Essen. Für „Parasite“ gab es in Cannes die Goldene Palme. Bong Joon-hos Film über eine arme Familie ist nicht zuletzt eine packende Gesellschaftsstudie.
Selbst ein kundiger Arthaus-Besucher wird in diesen Kinos wohl höchst selten auf einen Film aus Südkorea treffen. Bisher hat man danach auch nicht wirklich gesucht. Man ist als Zuschauer immer auch ein wenig träge und mag sich eigentlich auch mit den schwierigen Namen der Figuren nicht unbedingt auseinandersetzen. Mit dem Regisseur Bong Joon-ho und seinen ebenso überraschenden wie spannenden Arbeiten könnte jedoch vieles anders werden.

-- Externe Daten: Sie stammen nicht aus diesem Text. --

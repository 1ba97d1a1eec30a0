//! CLI error types.

use replicadb_core::SchemaError;
use std::path::PathBuf;
use thiserror::Error;

/// Result type for CLI commands.
pub type CliResult<T> = Result<T, CliError>;

/// Errors reported by CLI commands.
#[derive(Debug, Error)]
pub enum CliError {
    /// A file could not be read.
    #[error("failed to read {}: {source}", path.display())]
    Read {
        /// File path.
        path: PathBuf,
        /// Underlying error.
        source: std::io::Error,
    },

    /// A file did not hold the expected JSON.
    #[error("invalid JSON in {}: {source}", path.display())]
    Json {
        /// File path.
        path: PathBuf,
        /// Underlying error.
        source: serde_json::Error,
    },

    /// A sample line was valid JSON but not an object.
    #[error("{}:{line}: expected a JSON object", path.display())]
    NotAnObject {
        /// File path.
        path: PathBuf,
        /// 1-based line number.
        line: usize,
    },

    /// The schema or flatten options were rejected.
    #[error(transparent)]
    Schema(#[from] SchemaError),

    /// The requested collection is not in the schema file.
    #[error("unknown collection '{0}'")]
    UnknownCollection(String),

    /// The schema file holds several collections and none was chosen.
    #[error("the schema file holds {0} collections, pick one with --collection")]
    AmbiguousCollection(usize),

    /// Output could not be serialized.
    #[error("failed to write output: {0}")]
    Output(#[from] serde_json::Error),
}
//! Key-value storage slots used by the flat-store backend.
//!
//! The interface mirrors a browser's local storage: string values addressed by
//! string keys, read and written whole.

use std::{collections::HashMap, io, path::PathBuf, sync::Arc};

use async_trait::async_trait;
use tokio::sync::RwLock;

/// A persistent string-to-string storage.
#[async_trait]
pub trait KeyValueStorage: Send + Sync {
    /// Makes the storage usable. Called once before any other operation.
    async fn prepare(&self) -> io::Result<()> {
        Ok(())
    }

    /// Returns the value stored under `key`, if any.
    async fn get_item(&self, key: &str) -> io::Result<Option<String>>;

    /// Stores `value` under `key`, replacing any previous value.
    async fn set_item(&self, key: &str, value: &str) -> io::Result<()>;
}

#[async_trait]
impl<S: KeyValueStorage + ?Sized> KeyValueStorage for Arc<S> {
    async fn prepare(&self) -> io::Result<()> {
        (**self).prepare().await
    }

    async fn get_item(&self, key: &str) -> io::Result<Option<String>> {
        (**self).get_item(key).await
    }

    async fn set_item(&self, key: &str, value: &str) -> io::Result<()> {
        (**self).set_item(key, value).await
    }
}

/// In-memory storage. Contents are lost when the value is dropped.
#[derive(Debug, Default, Clone)]
pub struct MemoryStorage {
    items: Arc<RwLock<HashMap<String, String>>>,
}

impl MemoryStorage {
    /// Creates an empty in-memory storage.
    pub fn new() -> Self {
        Self::default()
    }
}

#[async_trait]
impl KeyValueStorage for MemoryStorage {
    async fn get_item(&self, key: &str) -> io::Result<Option<String>> {
        let items = self.items.read().await;
        Ok(items.get(key).cloned())
    }

    async fn set_item(&self, key: &str, value: &str) -> io::Result<()> {
        let mut items = self.items.write().await;
        items.insert(key.to_string(), value.to_string());
        Ok(())
    }
}

/// Directory-backed storage holding one `<key>.json` file per key.
#[derive(Debug, Clone)]
pub struct FileStorage {
    dir: PathBuf,
}

impl FileStorage {
    /// Creates storage rooted at `dir`. The directory is created by
    /// [`KeyValueStorage::prepare`].
    pub fn new(dir: impl Into<PathBuf>) -> Self {
        Self { dir: dir.into() }
    }

    /// Creates storage rooted at `dir` and prepares it.
    pub async fn open(dir: impl Into<PathBuf>) -> io::Result<Self> {
        let storage = Self::new(dir);
        storage.prepare().await?;
        Ok(storage)
    }

    fn item_path(&self, key: &str) -> io::Result<PathBuf> {
        let valid = !key.is_empty()
            && key
                .chars()
                .all(|c| c.is_ascii_alphanumeric() || c == '_' || c == '-' || c == '.')
            && key != "."
            && key != "..";
        if !valid {
            return Err(io::Error::new(
                io::ErrorKind::InvalidInput,
                format!("invalid storage key: {key:?}"),
            ));
        }
        Ok(self.dir.join(format!("{key}.json")))
    }
}

#[async_trait]
impl KeyValueStorage for FileStorage {
    async fn prepare(&self) -> io::Result<()> {
        tokio::fs::create_dir_all(&self.dir).await
    }

    async fn get_item(&self, key: &str) -> io::Result<Option<String>> {
        let path = self.item_path(key)?;
        match tokio::fs::read_to_string(&path).await {
            Ok(content) => Ok(Some(content)),
            Err(e) if e.kind() == io::ErrorKind::NotFound => Ok(None),
            Err(e) => Err(e),
        }
    }

    async fn set_item(&self, key: &str, value: &str) -> io::Result<()> {
        let path = self.item_path(key)?;
        // Write then rename so a reader never sees a half-written value
        let tmp = path.with_extension("json.tmp");
        tokio::fs::write(&tmp, value).await?;
        tokio::fs::rename(&tmp, &path).await
    }
}
//! Store configuration.

use std::path::{Path, PathBuf};

use serde::{Deserialize, Serialize};
use thiserror::Error;

#[derive(Error, Debug)]
pub enum ConfigError {
    #[error("Failed to read config file: {0}")]
    ReadError(#[from] std::io::Error),
    #[error("Failed to parse config file: {0}")]
    ParseError(#[from] toml::de::Error),
    #[error("Failed to serialize config: {0}")]
    SerializeError(#[from] toml::ser::Error),
}

pub type ConfigResult<T> = Result<T, ConfigError>;

/// Which host the store should assume it is running in.
#[derive(Debug, Clone, Copy, PartialEq, Eq, Default, Serialize, Deserialize)]
#[serde(rename_all = "lowercase")]
pub enum PlatformPreference {
    /// Use the runtime capability check.
    #[default]
    Auto,
    /// Always use the relational backend.
    Native,
    /// Always use the flat-store backend.
    Web,
}

/// Configuration for the task store.
///
/// ```toml
/// platform = "auto"
/// data_dir = "/home/me/.tasks"
/// database_file = "tasks_db.sqlite3"
/// storage_dir = "web_storage"
/// ```
#[derive(Debug, Clone, PartialEq, Eq, Serialize, Deserialize)]
#[serde(default)]
pub struct StoreConfig {
    /// Backend selection override.
    pub platform: PlatformPreference,
    /// Directory holding all store files.
    pub data_dir: PathBuf,
    /// SQLite database file name, relative to `data_dir`.
    pub database_file: String,
    /// Key-value storage directory, relative to `data_dir`.
    pub storage_dir: PathBuf,
}

impl Default for StoreConfig {
    fn default() -> Self {
        Self {
            platform: PlatformPreference::Auto,
            data_dir: Self::default_data_dir(),
            database_file: "tasks_db.sqlite3".to_string(),
            storage_dir: PathBuf::from("web_storage"),
        }
    }
}

impl StoreConfig {
    /// Creates a config rooted at `data_dir` with default file names.
    pub fn with_data_dir(data_dir: impl Into<PathBuf>) -> Self {
        Self {
            data_dir: data_dir.into(),
            ..Default::default()
        }
    }

    /// Returns the default data directory (~/.tasks/), falling back to a
    /// relative `.tasks` when no home directory is known.
    pub fn default_data_dir() -> PathBuf {
        dirs::home_dir()
            .map(|p| p.join(".tasks"))
            .unwrap_or_else(|| PathBuf::from(".tasks"))
    }

    /// Returns path to database file
    pub fn database_path(&self) -> PathBuf {
        self.data_dir.join(&self.database_file)
    }

    /// Returns path to key-value storage directory
    pub fn storage_path(&self) -> PathBuf {
        self.data_dir.join(&self.storage_dir)
    }

    /// Loads configuration from `path`, or the defaults if it does not exist.
    pub fn load(path: &Path) -> ConfigResult<Self> {
        if !path.exists() {
            return Ok(Self::default());
        }

        let content = std::fs::read_to_string(path)?;
        let config: StoreConfig = toml::from_str(&content)?;
        Ok(config)
    }

    /// Saves configuration to `path`.
    pub fn save(&self, path: &Path) -> ConfigResult<()> {
        if let Some(parent) = path.parent() {
            std::fs::create_dir_all(parent)?;
        }
        let content = toml::to_string_pretty(self)?;
        std::fs::write(path, content)?;
        Ok(())
    }
}

#[cfg(test)]
mod tests {
    use super::*;

    #[test]
    fn test_missing_file_gives_defaults() {
        let dir = tempfile::tempdir().unwrap();
        let config = StoreConfig::load(&dir.path().join("config.toml")).unwrap();
        assert_eq!(config, StoreConfig::default());
        assert_eq!(config.platform, PlatformPreference::Auto);
    }

    #[test]
    fn test_partial_file_keeps_other_defaults() {
        let dir = tempfile::tempdir().unwrap();
        let path = dir.path().join("config.toml");
        std::fs::write(&path, "platform = \"web\"\ndata_dir = \"/srv/tasks\"\n").unwrap();

        let config = StoreConfig::load(&path).unwrap();
        assert_eq!(config.platform, PlatformPreference::Web);
        assert_eq!(
            config.database_path(),
            PathBuf::from("/srv/tasks/tasks_db.sqlite3")
        );
        assert_eq!(
            config.storage_path(),
            PathBuf::from("/srv/tasks/web_storage")
        );
    }

    #[test]
    fn test_save_then_load() {
        let dir = tempfile::tempdir().unwrap();
        let path = dir.path().join("nested").join("config.toml");
        let mut config = StoreConfig::with_data_dir(dir.path());
        config.platform = PlatformPreference::Native;
        config.database_file = "custom.db".to_string();

        config.save(&path).unwrap();
        assert_eq!(StoreConfig::load(&path).unwrap(), config);
    }

    #[test]
    fn test_invalid_platform_is_rejected() {
        let dir = tempfile::tempdir().unwrap();
        let path = dir.path().join("config.toml");
        std::fs::write(&path, "platform = \"desktop\"\n").unwrap();

        assert!(matches!(
            StoreConfig::load(&path),
            Err(ConfigError::ParseError(_))
        ));
    }
}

Nicht zuletzt auch deshalb, weil sein jüngster Film „Parasite“ dieses Jahr die Goldene Palme in Cannes errungen hat. „Parasite“ setzt dabei ein Thema fort, das der Regisseur bereits in seinem letzten Film „Snowpiercer“ breit ausgespielt hat. Es geht ihm dabei um das „Ihr da oben, wir hier unten“, um das Unrecht der Klassengesellschaft. „Snowpiercer“ ist der Name eines riesigen Zuges, in dem die letzten Menschen auf der Erde fein säuberlich nach Status getrennt leben. „Parasite“ aber geht nicht in die Zukunft, sondern beschäftigt sich mit der extrem tristen Gegenwart.
Geld verdienen mit dem Falten von Pizzakartons
Im Zentrum steht die Familie von Ki-taek, seiner Frau Chung-sook und den Teenager-Kindern Ki-woo und seiner Schwester Ki-jung. In der Metropole Seoul hausen sie in einer Kellerwohnung, in der es ab und zu Überflutungen gibt und wo sie von unten Betrunkenen bei der Verrichtung ihrer Notdurft zuschauen können. Ihr einziges Einkommen, das ist das Zusammenfalten von Pizzakartons.
Doch dann ergibt sich für den Sohn plötzlich eine unerwartete Chance: Er soll der Tochter des steinreichen Geschäftsmannes Mr. Park Nachhilfestunden in Englisch geben. Die Mutter ist offenbar mit zwei Kindern völlig überlastet. Alles, was sich nun ereignet, das zeugt vom großen Einfallsreichtum der Armut. Wenn er schon einen Fuß in dem Prachthaus stehen hat, warum sollte dann nicht auch die ganze Familie davon profitieren?
Handlung von „Parasite“ erinnert an die schleichende Übernahme einer Bank
Was nun geschieht, erinnert beinahe an die schleichende Übernahme einer Bank. Ohne die Familie zu nennen, schlägt er der Frau des Hauses seine Schwester als geschulte Pädagogin für den kleinen Sohn vor. Mutter (als Hausdame) und Vater (als Fahrer) folgen. Es könnte alles so schön sein, wären die Hausbesitzer nicht in Urlaub gefahren.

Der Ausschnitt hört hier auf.